Course Listing

Fundamental concepts and formalisms of conservation of energy and increase of entropy as applied to natural and engineered environmental and biological systems. In addition to lectures, pedagogical approach includes real-world observations and applications through student presentations and projects.

The course provides an overview of Earth’s energy resources, with emphasize on the factors that control their global distributions and uses in our society. Lectures and labs will emphasize methods used to identify and exploit resources, as well as the environmental impact of these operations. Topics include: coal and acid rain; oil & natural gas, photochemical smog, oil spills; unconventional fossil resources (shale gas, tar sands); greenhouse gas emissions and climate; nuclear power and radioactive hazards; solar, hydroelectric, tidal, and geothermal power; energy storage (methane, hydrogen); and key materials (rare earth metals, lithium) required for the energy transition. Labs will emphasize datasets and tools (drilling methods, satellite remote sensing data, and subsurface imaging techniques) for discovering and developing resources, and assessing and mitigating environmental impacts. 

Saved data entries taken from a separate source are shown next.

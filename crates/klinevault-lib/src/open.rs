//! Download-then-index entry points.

use chrono::{DateTime, Utc};
use klinevault_dataset::HistoricDataset;
use klinevault_fetch::{ArchiveSource, Downloader, NoProgress};
use klinevault_types::{Result, Symbol, TimeWindow, VaultConfig, VaultError};
use tracing::info;

/// Ensures the shards covering `window` are local and opens them as a dataset.
///
/// # Errors
///
/// See [`open_range_at`].
pub async fn open_range<S>(
    source: &S,
    config: &VaultConfig,
    symbol: Symbol,
    window: TimeWindow,
) -> Result<HistoricDataset>
where
    S: ArchiveSource + ?Sized,
{
    open_range_at(source, config, symbol, window, Utc::now()).await
}

/// Opens every archived candle of `symbol`, from its first month through
/// yesterday.
///
/// # Errors
///
/// See [`open_range_at`].
pub async fn open_all<S>(
    source: &S,
    config: &VaultConfig,
    symbol: Symbol,
) -> Result<HistoricDataset>
where
    S: ArchiveSource + ?Sized,
{
    open_range(source, config, symbol, TimeWindow::unbounded()).await
}

/// Ensures the shards covering `window` are local as of `now`, then indexes
/// them.
///
/// Shards already on disk are not fetched again. Building the index reads
/// the first and last shards, which runs on the blocking thread pool.
///
/// # Errors
///
/// Returns planning and download errors (see
/// [`Downloader::ensure_shards_at`]) or
/// [`VaultError::ShardUnavailable`] if a shard cannot be indexed.
pub async fn open_range_at<S>(
    source: &S,
    config: &VaultConfig,
    symbol: Symbol,
    window: TimeWindow,
    now: DateTime<Utc>,
) -> Result<HistoricDataset>
where
    S: ArchiveSource + ?Sized,
{
    let downloader = Downloader::new(vec![symbol], window, config);
    let shards = downloader
        .ensure_shards_at(source, config, &NoProgress, now)
        .await?
        .pop()
        .map(|s| s.paths)
        .unwrap_or_default();

    info!(shards = shards.len(), %window, "opening dataset");
    tokio::task::spawn_blocking(move || HistoricDataset::open(shards, window))
        .await
        .map_err(VaultError::blocking_task)?
}

#[cfg(test)]
mod tests {
    use super::*;
    use async_trait::async_trait;
    use chrono::TimeZone;
    use klinevault_types::{DateKey, Granularity, ShardKey};
    use std::fmt::Write as _;
    use std::path::Path;

    const PREFIX: &str = "data/spot/monthly/klines/ACMUSDT/1m/";

    /// Serves a fixed monthly listing; archive downloads always fail.
    struct ListingOnly;

    #[async_trait]
    impl ArchiveSource for ListingOnly {
        async fn fetch_listing(&self, url: &str) -> Result<String> {
            let mut body = String::from("<ListBucketResult>");
            if !url.contains("start-after") {
                for month in ["2023-01", "2023-02"] {
                    for suffix in [".zip", ".zip.CHECKSUM"] {
                        let key = format!("{PREFIX}ACMUSDT-1m-{month}{suffix}");
                        write!(body, "<Contents><Key>{key}</Key></Contents>").unwrap();
                    }
                }
            }
            body.push_str("</ListBucketResult>");
            Ok(body)
        }

        async fn fetch_archive(&self, url: &str, _dest: &Path) -> Result<()> {
            Err(VaultError::Http(format!("unexpected download of {url}")))
        }
    }

    fn at(month: u32, day: u32, hour: u32) -> DateTime<Utc> {
        Utc.with_ymd_and_hms(2023, month, day, hour, 0, 0).unwrap()
    }

    fn write_local(
        config: &VaultConfig,
        date: &str,
        granularity: Granularity,
        opens: &[DateTime<Utc>],
    ) {
        let key = ShardKey::new(
            config.kind,
            config.trade,
            Symbol::new("ACMUSDT").unwrap(),
            config.interval,
            DateKey::parse(date, granularity).unwrap(),
        );
        let path = key.ensure_local_path(config.data_root()).unwrap();
        let mut body = String::new();
        for open in opens {
            let ms = open.timestamp_millis();
            writeln!(body, "{ms},1,2,0.5,1.5,10,{},15,3,4,6,0", ms + 59_999).unwrap();
        }
        std::fs::write(path, body).unwrap();
    }

    #[tokio::test]
    async fn test_open_range_over_local_shards() {
        let tmp = tempfile::tempdir().unwrap();
        let config = VaultConfig::default().with_data_root(tmp.path());

        let january = [at(1, 1, 0), at(1, 15, 0), at(1, 20, 0)];
        write_local(&config, "2023-01", Granularity::Monthly, &january);
        write_local(&config, "2023-02", Granularity::Monthly, &[at(2, 1, 0), at(2, 10, 0)]);
        for day in 1..=3 {
            write_local(&config, &format!("2023-03-0{day}"), Granularity::Daily, &[at(3, day, 0)]);
        }
        write_local(&config, "2023-03-04", Granularity::Daily, &[at(3, 4, 0), at(3, 4, 12)]);

        let window = TimeWindow::new(Some(at(1, 15, 0)), Some(at(3, 5, 0))).unwrap();
        let mut dataset = open_range_at(
            &ListingOnly,
            &config,
            Symbol::new("ACMUSDT").unwrap(),
            window,
            at(3, 15, 12),
        )
        .await
        .unwrap();

        assert_eq!(dataset.len(), 9);
        assert_eq!(dataset.get(0).unwrap().open_time, at(1, 15, 0).timestamp_millis());
        assert_eq!(dataset.get(-1).unwrap().open_time, at(3, 4, 12).timestamp_millis());
        assert!(dataset.iter().all(|c| window.contains_millis(c.unwrap().open_time)));
    }

    #[tokio::test]
    async fn test_open_range_rejects_today() {
        let tmp = tempfile::tempdir().unwrap();
        let config = VaultConfig::default().with_data_root(tmp.path());
        let window = TimeWindow::new(Some(at(1, 1, 0)), Some(at(3, 15, 6))).unwrap();

        let result = open_range_at(
            &ListingOnly,
            &config,
            Symbol::new("ACMUSDT").unwrap(),
            window,
            at(3, 15, 12),
        )
        .await;
        assert!(matches!(result, Err(VaultError::UnsupportedWindow { .. })));
    }

    #[tokio::test]
    async fn test_missing_shard_is_downloaded() {
        let tmp = tempfile::tempdir().unwrap();
        let config = VaultConfig::default().with_data_root(tmp.path());
        write_local(&config, "2023-01", Granularity::Monthly, &[at(1, 1, 0)]);

        let window = TimeWindow::new(Some(at(1, 1, 0)), Some(at(3, 1, 0))).unwrap();
        let result = open_range_at(
            &ListingOnly,
            &config,
            Symbol::new("ACMUSDT").unwrap(),
            window,
            at(3, 15, 12),
        )
        .await;
        assert!(matches!(result, Err(VaultError::BatchFailed { failed: 1, .. })));
    }
}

This course will examine the theory and practical application of environmental chemistry and toxicology for assessing the behavior, toxicity and human health risks of chemical contaminants in the environment. The goals of the course are to: (a) illustrate how various sub-disciplines in environmental toxicology are integrated to understand the behavior of pollutants; (b) demonstrate how scientific information is applied to inform environmental management decisions and public policy through several case studies; and (c) provide an introduction to the legislative framework in which environmental toxicology is conducted. This course will be directed toward undergraduate students with a basic understanding of chemistry and calculus and an interest in applied science and engineering to address environmental management problems.

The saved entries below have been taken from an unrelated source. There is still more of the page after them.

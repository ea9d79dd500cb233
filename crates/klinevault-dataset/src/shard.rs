//! Reading shard CSV files.

use csv::{ByteRecord, Reader, ReaderBuilder, StringRecord};
use klinevault_types::{Candle, Result, TimestampUnit, VaultError};
use std::fs::File;
use std::path::Path;
use tracing::debug;

fn open(path: &Path) -> Result<Reader<File>> {
    ReaderBuilder::new()
        .has_headers(false)
        .from_path(path)
        .map_err(|e| VaultError::shard_unavailable(path, e))
}

/// Some vintages of the archive carry a header line; data rows always start
/// with an integer timestamp.
fn is_header(first_field: &[u8]) -> bool {
    std::str::from_utf8(first_field)
        .ok()
        .is_none_or(|field| field.trim().parse::<i64>().is_err())
}

/// Loads every row of a shard, with time columns normalized to milliseconds.
///
/// The timestamp unit is detected once from the first row and applied to the
/// whole shard.
///
/// # Errors
///
/// Returns [`VaultError::ShardUnavailable`] if the file is missing or any row
/// fails to parse.
pub fn load_shard(path: &Path) -> Result<Vec<Candle>> {
    let mut reader = open(path)?;
    let mut record = StringRecord::new();
    let mut rows = Vec::new();
    let mut first = true;

    while reader
        .read_record(&mut record)
        .map_err(|e| VaultError::shard_unavailable(path, e))?
    {
        if first {
            first = false;
            if is_header(record.get(0).unwrap_or_default().as_bytes()) {
                continue;
            }
        }
        let candle: Candle = record
            .deserialize(None)
            .map_err(|e| VaultError::shard_unavailable(path, e))?;
        rows.push(candle);
    }

    if let Some(head) = rows.first() {
        let unit = TimestampUnit::detect(head.open_time);
        if unit != TimestampUnit::Millis {
            debug!(path = %path.display(), ?unit, "normalizing shard timestamps");
            for row in &mut rows {
                *row = row.normalized(unit);
            }
        }
    }
    Ok(rows)
}

/// Counts the data rows of a shard without deserializing them.
///
/// # Errors
///
/// Returns [`VaultError::ShardUnavailable`] if the file is missing or malformed.
pub fn count_rows(path: &Path) -> Result<usize> {
    let mut reader = open(path)?;
    let mut record = ByteRecord::new();
    let mut count = 0usize;
    let mut first = true;

    while reader
        .read_byte_record(&mut record)
        .map_err(|e| VaultError::shard_unavailable(path, e))?
    {
        if first {
            first = false;
            if is_header(record.get(0).unwrap_or_default()) {
                continue;
            }
        }
        count += 1;
    }
    Ok(count)
}
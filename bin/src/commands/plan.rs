//! Plan command implementation.

use crate::WindowArgs;
use crate::display::parse_window;
use anyhow::{Context, Result};
use klinevault_lib::prelude::*;

/// Print the shards covering the window, marking those already present.
pub(crate) async fn show_plan(
    config: &VaultConfig,
    symbol: &Symbol,
    window: &WindowArgs,
    truncate: bool,
) -> Result<()> {
    let window = parse_window(window)?;
    let client = DownloadClient::with_defaults().context("Failed to create HTTP client")?;

    let request = PlanRequest::new(symbol.clone(), window, config).with_truncate(truncate);
    let plan = plan_downloads(&client, config, &request)
        .await
        .with_context(|| format!("Failed to plan downloads for {symbol}"))?;

    println!("{:<8} {:<12} {:<8} PATH", "STATUS", "DATE", "GRAN");
    println!("{}", "-".repeat(72));
    for planned in &plan {
        let status = if planned.is_present() { "local" } else { "missing" };
        println!(
            "{:<8} {:<12} {:<8} {}",
            status,
            planned.key.date,
            planned.granularity(),
            planned.local_path.display()
        );
    }

    let missing = plan.iter().filter(|p| !p.is_present()).count();
    println!("\n{} shards for {symbol} in {window}, {missing} missing", plan.len());

    Ok(())
}
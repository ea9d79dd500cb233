//! Readable dataset over a shared index.

use klinevault_types::{Candle, Result, TimeWindow};
use std::path::PathBuf;
use std::sync::Arc;

use crate::index::{Cursor, LogicalIndex};

/// A window of candles backed by shard files.
///
/// Each dataset owns one [`Cursor`], so reads take `&mut self`. Use
/// [`HistoricDataset::reader`] to get an independent reader over the same
/// index, e.g. one per thread.
#[derive(Debug)]
pub struct HistoricDataset {
    index: Arc<LogicalIndex>,
    cursor: Cursor,
}

impl HistoricDataset {
    /// Indexes `files` clipped to `window`.
    ///
    /// # Errors
    ///
    /// Returns an error if a shard needed to build the index is unavailable.
    pub fn open(files: Vec<PathBuf>, window: TimeWindow) -> Result<Self> {
        Ok(Self::from_index(Arc::new(LogicalIndex::build(files, window)?)))
    }

    /// Wraps an existing index with a fresh cursor.
    #[must_use]
    pub fn from_index(index: Arc<LogicalIndex>) -> Self {
        Self {
            index,
            cursor: Cursor::new(),
        }
    }

    /// Returns an independent reader sharing this dataset's index.
    #[must_use]
    pub fn reader(&self) -> Self {
        Self::from_index(Arc::clone(&self.index))
    }

    /// The underlying index.
    #[must_use]
    pub fn index(&self) -> &Arc<LogicalIndex> {
        &self.index
    }

    /// Number of candles in the window.
    #[must_use]
    pub fn len(&self) -> usize {
        self.index.len()
    }

    /// Returns `true` if the window holds no candles.
    #[must_use]
    pub fn is_empty(&self) -> bool {
        self.index.is_empty()
    }

    /// Reads the candle at `index`; negative values count from the end.
    ///
    /// # Errors
    ///
    /// See [`LogicalIndex::read_row`].
    pub fn get(&mut self, index: isize) -> Result<Candle> {
        self.index.read_row(&mut self.cursor, index)
    }

    /// Iterates every candle in order.
    pub fn iter(&mut self) -> Rows<'_> {
        Rows {
            dataset: self,
            next: 0,
        }
    }
}

/// In-order iterator over a [`HistoricDataset`].
///
/// Yields an error for a row whose shard cannot be read and continues with
/// the next row.
#[derive(Debug)]
pub struct Rows<'a> {
    dataset: &'a mut HistoricDataset,
    next: usize,
}

impl Iterator for Rows<'_> {
    type Item = Result<Candle>;

    fn next(&mut self) -> Option<Self::Item> {
        if self.next >= self.dataset.len() {
            return None;
        }
        let position = isize::try_from(self.next).ok()?;
        self.next += 1;
        Some(self.dataset.get(position))
    }

    fn size_hint(&self) -> (usize, Option<usize>) {
        let remaining = self.dataset.len().saturating_sub(self.next);
        (remaining, Some(remaining))
    }
}

impl ExactSizeIterator for Rows<'_> {}
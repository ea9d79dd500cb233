//! Unpacking shard archives.

use std::fs::{self, File};
use std::io::{self, BufReader, BufWriter, Write};
use std::path::{Path, PathBuf};
use thiserror::Error;
use zip::ZipArchive;

/// Errors that can occur while unpacking a shard archive.
#[derive(Error, Debug)]
pub enum ExtractError {
    /// The archive is not a readable zip.
    #[error("Zip error: {0}")]
    Zip(#[from] zip::result::ZipError),

    /// The archive holds no CSV entry.
    #[error("No CSV entry in archive '{0}'")]
    NoCsvEntry(PathBuf),

    /// Reading or writing failed.
    #[error("I/O error: {0}")]
    Io(#[from] io::Error),
}

/// Extracts the archive's single CSV entry to `dest`.
///
/// The entry is written to `<dest>.part` first and renamed onto `dest` only
/// once fully written, so `dest` never holds a partial shard. Returns the
/// number of bytes extracted.
///
/// # Errors
///
/// Returns an error if the archive is unreadable, holds no CSV, or the write fails.
pub fn extract_single_csv(archive: &Path, dest: &Path) -> Result<u64, ExtractError> {
    let mut zip = ZipArchive::new(BufReader::new(File::open(archive)?))?;

    let index = (0..zip.len())
        .find(|&i| {
            zip.by_index(i)
                .is_ok_and(|entry| entry.is_file() && entry.name().ends_with(".csv"))
        })
        .ok_or_else(|| ExtractError::NoCsvEntry(archive.to_path_buf()))?;

    let part = part_path(dest);
    let result: Result<u64, ExtractError> = (|| {
        let mut entry = zip.by_index(index)?;
        let mut out = BufWriter::new(File::create(&part)?);
        let written = io::copy(&mut entry, &mut out)?;
        out.flush()?;
        out.into_inner().map_err(io::IntoInnerError::into_error)?.sync_all()?;
        fs::rename(&part, dest)?;
        Ok(written)
    })();

    if result.is_err() {
        let _ = fs::remove_file(&part);
    }
    result
}

fn part_path(dest: &Path) -> PathBuf {
    let mut name = dest.file_name().unwrap_or_default().to_os_string();
    name.push(".part");
    dest.with_file_name(name)
}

ESE/EPS 166 engages the new Harvard Climate Observatory that will fundamentally herald a new era in both climate research and the development of strategic approaches to advancing the climate impact on public policy. The central objective of the New Climate Observatory is to address this problem by introducing, for the first time, the development of a new generation of innovative technology that takes explicit advantage of recent major advances in Harvard-based instruments and optical designs in combination with advanced solar powered stratospheric aeronautical design. The new solar powered stratospheric aircraft that together constitute the Climate Observatory engage multiple recent design innovations in photovoltaics, energy storage, as well as guidance and control. Together these enable a combination of long duration solar powered observing systems, each targeted at the highest priority risk factors that threaten global societal stability. The resulting observations will, for the first time, provide the irrefutable evidence needed for quantitative forecasts of the dominant risk factors stemming from the global use of fossil fuels.

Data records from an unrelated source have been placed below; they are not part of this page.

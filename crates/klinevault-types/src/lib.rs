//! Core types for the klinevault historical kline archive client.
//!
//! This crate provides the fundamental data structures used throughout klinevault:
//!
//! - [`ShardKey`] - Identity of one monthly or daily archive shard
//! - [`DateKey`] - The `YYYY-MM` / `YYYY-MM-DD` component of a shard key
//! - [`Interval`] - Kline bucket width published by the archive
//! - [`TimeWindow`] - Optional `[start, end)` bounds for planning and indexing
//! - [`Candle`] - A single kline row as stored in a shard file
//! - [`VaultConfig`] - Explicit configuration with environment overrides

#![cfg_attr(docsrs, feature(doc_cfg, doc_auto_cfg))]
#![warn(missing_docs)]
#![forbid(unsafe_code)]

mod candle;
mod config;
mod error;
mod interval;
mod shard;
mod window;

pub use candle::{Candle, TimestampUnit};
pub use config::VaultConfig;
pub use error::{Result, VaultError};
pub use interval::{Interval, IntervalParseError};
pub use shard::{DataKind, DateKey, Granularity, ShardKey, Symbol, TradeType};
pub use window::{TimeWindow, today_cutoff, yesterday};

While satellites have for years dominated the federal climate programs, for the purpose of developing tested and trusted quantitative forecasts of risk, satellites engender significant disadvantages. In sharp contrast to satellite systems, the new Harvard Climate Observatory provides, for the first time, orders of magnitude improvement in spatial and temporal resolution observations. ESE/EPS 166 will focus explicitly on this new generation of climate observations, forecasting, and resulting advances in public policy. An important part of the course is the display of Harvard flight instruments in the laboratory and the strategy for addressing unsolved scientific problems with new instrumentation.